> **AIM OF THE EXERCISE**: For each line below with the word "validated", write out a copy.

[Collected data]
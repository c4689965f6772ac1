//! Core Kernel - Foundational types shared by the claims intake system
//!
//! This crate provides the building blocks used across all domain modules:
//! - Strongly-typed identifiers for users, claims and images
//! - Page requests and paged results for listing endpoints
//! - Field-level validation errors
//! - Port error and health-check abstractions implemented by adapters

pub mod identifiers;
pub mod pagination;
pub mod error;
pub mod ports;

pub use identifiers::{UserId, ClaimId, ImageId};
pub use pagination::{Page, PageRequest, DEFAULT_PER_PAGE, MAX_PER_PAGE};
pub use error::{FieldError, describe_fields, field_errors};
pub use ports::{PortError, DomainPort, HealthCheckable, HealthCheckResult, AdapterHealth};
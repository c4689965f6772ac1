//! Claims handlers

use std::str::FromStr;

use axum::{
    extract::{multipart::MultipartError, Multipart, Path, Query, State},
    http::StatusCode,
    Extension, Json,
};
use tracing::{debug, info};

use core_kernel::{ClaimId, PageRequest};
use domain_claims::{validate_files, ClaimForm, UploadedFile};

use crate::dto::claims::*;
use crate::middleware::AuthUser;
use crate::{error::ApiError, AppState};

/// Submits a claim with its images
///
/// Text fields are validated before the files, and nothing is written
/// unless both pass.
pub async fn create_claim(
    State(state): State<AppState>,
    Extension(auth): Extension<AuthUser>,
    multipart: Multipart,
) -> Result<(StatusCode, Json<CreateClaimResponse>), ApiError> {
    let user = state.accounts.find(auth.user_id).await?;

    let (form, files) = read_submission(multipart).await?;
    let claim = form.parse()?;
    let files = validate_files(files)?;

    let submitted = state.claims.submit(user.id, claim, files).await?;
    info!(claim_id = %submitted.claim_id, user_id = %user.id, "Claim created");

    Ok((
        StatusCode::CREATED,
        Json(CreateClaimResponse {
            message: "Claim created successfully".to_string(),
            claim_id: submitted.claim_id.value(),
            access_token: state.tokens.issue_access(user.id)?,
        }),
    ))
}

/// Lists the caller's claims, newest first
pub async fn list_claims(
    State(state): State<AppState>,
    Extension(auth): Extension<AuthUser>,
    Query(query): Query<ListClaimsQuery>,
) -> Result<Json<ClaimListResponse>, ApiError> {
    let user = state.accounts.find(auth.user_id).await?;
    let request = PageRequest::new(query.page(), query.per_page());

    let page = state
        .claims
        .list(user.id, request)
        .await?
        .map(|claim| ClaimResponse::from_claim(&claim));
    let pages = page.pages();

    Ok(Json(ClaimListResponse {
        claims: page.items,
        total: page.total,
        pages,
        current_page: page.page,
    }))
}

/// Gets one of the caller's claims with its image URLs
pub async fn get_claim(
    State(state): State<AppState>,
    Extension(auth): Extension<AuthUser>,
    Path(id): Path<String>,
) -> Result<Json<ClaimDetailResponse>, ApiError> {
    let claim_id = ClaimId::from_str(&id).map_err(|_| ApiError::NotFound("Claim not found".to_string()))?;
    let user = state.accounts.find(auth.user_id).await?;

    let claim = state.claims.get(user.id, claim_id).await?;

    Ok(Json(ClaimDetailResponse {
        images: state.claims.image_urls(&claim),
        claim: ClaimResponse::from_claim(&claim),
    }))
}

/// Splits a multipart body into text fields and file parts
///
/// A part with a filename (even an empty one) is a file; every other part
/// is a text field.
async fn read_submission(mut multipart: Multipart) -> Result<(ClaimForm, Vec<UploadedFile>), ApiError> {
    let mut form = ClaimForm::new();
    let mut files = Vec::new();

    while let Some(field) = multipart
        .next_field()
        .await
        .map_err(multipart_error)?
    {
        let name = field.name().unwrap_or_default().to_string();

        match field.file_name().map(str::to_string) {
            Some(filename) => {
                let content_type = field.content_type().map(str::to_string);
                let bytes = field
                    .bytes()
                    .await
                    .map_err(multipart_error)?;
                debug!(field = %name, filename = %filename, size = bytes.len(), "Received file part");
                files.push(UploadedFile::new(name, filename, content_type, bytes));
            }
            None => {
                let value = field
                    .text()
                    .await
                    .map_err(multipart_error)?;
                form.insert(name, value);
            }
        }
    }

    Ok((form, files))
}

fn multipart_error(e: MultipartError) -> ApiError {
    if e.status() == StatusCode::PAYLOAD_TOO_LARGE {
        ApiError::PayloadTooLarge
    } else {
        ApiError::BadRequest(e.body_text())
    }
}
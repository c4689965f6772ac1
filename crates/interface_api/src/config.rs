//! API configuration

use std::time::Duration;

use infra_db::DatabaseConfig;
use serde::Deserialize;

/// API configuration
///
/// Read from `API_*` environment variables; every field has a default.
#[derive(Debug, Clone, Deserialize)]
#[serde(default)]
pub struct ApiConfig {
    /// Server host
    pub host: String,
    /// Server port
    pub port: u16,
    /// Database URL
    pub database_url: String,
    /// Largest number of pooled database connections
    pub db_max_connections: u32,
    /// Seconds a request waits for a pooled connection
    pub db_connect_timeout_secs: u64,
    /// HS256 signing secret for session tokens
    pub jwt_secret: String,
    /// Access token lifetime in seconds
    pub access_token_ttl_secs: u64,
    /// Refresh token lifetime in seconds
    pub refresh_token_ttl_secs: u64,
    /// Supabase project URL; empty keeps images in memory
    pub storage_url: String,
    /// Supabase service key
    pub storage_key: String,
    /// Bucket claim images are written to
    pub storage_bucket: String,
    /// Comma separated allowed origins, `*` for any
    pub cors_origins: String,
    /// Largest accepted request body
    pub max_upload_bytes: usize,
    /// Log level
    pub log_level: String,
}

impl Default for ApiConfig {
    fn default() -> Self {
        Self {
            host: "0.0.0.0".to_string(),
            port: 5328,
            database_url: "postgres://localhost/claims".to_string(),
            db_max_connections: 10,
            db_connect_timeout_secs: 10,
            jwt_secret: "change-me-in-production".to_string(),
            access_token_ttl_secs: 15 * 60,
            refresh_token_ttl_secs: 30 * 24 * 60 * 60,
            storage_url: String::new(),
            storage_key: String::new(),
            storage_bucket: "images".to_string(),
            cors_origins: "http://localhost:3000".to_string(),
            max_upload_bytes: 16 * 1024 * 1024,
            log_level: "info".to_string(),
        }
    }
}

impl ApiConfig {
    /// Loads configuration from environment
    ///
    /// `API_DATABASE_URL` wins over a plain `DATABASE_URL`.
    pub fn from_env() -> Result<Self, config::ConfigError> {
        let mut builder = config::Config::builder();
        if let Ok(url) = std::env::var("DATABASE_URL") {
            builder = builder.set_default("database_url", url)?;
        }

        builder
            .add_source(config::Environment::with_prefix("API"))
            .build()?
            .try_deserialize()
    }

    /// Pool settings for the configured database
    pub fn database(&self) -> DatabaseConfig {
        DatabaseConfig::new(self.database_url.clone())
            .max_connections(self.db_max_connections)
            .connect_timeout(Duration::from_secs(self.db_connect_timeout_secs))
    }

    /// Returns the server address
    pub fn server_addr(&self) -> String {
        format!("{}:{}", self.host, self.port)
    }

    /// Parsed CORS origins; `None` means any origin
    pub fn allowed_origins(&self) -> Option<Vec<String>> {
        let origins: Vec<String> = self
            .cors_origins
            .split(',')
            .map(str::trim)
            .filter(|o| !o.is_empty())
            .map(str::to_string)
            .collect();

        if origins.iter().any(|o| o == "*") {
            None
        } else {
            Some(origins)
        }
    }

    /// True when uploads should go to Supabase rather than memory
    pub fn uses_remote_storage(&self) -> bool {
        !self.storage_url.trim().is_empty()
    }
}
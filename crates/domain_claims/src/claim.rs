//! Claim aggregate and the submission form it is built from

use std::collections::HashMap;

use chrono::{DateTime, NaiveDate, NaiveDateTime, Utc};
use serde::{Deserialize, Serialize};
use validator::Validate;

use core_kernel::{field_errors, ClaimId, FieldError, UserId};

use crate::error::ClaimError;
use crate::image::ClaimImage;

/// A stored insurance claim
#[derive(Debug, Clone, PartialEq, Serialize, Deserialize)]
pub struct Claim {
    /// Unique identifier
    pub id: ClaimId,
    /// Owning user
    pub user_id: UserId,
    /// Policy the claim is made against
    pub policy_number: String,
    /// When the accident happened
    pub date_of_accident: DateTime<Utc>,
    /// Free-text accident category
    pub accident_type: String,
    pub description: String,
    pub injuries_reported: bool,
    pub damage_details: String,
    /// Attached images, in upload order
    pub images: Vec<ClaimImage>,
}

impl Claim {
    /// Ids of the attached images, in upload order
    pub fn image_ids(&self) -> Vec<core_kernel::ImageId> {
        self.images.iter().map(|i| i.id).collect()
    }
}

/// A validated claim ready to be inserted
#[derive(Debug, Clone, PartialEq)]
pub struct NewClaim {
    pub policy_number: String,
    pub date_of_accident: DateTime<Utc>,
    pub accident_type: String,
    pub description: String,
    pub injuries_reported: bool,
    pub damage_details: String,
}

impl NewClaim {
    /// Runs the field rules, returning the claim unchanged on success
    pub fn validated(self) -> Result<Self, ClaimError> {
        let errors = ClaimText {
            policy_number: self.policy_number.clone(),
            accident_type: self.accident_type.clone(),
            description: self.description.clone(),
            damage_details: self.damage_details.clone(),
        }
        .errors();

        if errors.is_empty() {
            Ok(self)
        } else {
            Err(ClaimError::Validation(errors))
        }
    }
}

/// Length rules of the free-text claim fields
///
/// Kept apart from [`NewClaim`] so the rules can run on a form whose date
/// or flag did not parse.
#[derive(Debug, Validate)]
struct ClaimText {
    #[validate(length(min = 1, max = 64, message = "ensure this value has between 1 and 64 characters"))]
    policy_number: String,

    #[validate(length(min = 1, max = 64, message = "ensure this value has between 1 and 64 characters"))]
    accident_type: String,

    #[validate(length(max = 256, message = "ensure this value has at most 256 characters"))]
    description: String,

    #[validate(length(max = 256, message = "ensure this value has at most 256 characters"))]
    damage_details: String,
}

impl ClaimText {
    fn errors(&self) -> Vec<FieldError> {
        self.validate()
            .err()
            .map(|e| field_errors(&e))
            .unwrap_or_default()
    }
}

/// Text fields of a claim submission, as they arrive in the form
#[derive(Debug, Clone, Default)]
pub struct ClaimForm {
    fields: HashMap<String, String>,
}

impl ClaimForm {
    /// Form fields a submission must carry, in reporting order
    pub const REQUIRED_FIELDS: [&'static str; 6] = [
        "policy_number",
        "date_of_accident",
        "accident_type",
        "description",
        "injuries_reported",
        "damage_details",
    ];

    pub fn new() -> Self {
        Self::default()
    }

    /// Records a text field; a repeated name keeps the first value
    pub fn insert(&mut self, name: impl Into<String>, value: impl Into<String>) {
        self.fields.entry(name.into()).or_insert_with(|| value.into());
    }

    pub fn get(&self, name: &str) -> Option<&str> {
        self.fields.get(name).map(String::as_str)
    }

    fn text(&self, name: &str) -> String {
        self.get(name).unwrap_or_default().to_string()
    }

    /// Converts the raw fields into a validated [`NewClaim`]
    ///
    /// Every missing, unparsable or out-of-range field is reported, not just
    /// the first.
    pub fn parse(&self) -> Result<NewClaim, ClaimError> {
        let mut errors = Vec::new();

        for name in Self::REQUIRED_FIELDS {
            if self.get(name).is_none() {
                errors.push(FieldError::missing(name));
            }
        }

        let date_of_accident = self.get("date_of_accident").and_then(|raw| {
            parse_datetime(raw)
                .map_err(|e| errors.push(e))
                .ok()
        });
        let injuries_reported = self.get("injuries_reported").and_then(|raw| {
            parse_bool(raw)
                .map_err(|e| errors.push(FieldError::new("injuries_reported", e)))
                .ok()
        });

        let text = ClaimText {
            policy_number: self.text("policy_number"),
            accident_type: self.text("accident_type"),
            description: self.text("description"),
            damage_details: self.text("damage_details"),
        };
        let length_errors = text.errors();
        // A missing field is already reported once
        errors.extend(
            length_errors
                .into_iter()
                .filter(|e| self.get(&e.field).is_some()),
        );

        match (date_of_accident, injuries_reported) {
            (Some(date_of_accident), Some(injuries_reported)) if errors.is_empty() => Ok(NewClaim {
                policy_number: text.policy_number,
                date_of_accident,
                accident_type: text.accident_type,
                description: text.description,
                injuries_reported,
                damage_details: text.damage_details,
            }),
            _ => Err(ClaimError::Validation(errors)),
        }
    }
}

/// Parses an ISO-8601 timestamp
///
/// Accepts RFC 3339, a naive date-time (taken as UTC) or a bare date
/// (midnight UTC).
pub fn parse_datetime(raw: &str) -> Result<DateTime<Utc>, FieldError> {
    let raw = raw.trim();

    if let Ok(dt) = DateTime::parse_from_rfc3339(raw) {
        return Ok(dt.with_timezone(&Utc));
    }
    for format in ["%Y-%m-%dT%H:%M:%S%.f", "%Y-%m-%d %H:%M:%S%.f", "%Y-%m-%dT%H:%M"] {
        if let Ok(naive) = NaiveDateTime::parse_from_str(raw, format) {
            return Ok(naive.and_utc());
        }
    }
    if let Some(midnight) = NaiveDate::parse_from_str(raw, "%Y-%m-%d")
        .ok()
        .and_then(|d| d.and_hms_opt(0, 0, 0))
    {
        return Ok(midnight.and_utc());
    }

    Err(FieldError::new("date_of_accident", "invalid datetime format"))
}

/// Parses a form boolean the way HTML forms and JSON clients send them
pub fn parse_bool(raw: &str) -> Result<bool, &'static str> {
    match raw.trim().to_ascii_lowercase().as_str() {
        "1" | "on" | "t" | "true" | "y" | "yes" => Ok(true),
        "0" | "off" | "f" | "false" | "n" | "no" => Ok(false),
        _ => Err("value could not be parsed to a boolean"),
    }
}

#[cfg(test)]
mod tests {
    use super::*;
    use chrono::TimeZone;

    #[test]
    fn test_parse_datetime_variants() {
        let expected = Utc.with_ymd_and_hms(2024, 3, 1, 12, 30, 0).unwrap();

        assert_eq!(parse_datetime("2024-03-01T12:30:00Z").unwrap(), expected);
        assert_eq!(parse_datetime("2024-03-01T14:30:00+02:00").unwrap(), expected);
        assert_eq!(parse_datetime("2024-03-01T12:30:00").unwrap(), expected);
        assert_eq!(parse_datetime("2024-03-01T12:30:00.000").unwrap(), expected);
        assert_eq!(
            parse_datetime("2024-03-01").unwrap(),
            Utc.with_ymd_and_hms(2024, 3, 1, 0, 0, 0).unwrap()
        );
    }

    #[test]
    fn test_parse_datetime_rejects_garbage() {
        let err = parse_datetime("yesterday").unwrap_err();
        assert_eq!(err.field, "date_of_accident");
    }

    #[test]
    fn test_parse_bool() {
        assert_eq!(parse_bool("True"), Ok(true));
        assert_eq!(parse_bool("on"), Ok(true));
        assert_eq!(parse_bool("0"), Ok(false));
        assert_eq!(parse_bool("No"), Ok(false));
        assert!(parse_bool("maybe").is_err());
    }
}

> **TASK RESPONSE**:
/// Text fields are validated before the files, and nothing is written
/// A validated claim ready to be inserted
    pub fn validated(self) -> Result<Self, ClaimError> {
    /// Converts the raw fields into a validated [`NewClaim`]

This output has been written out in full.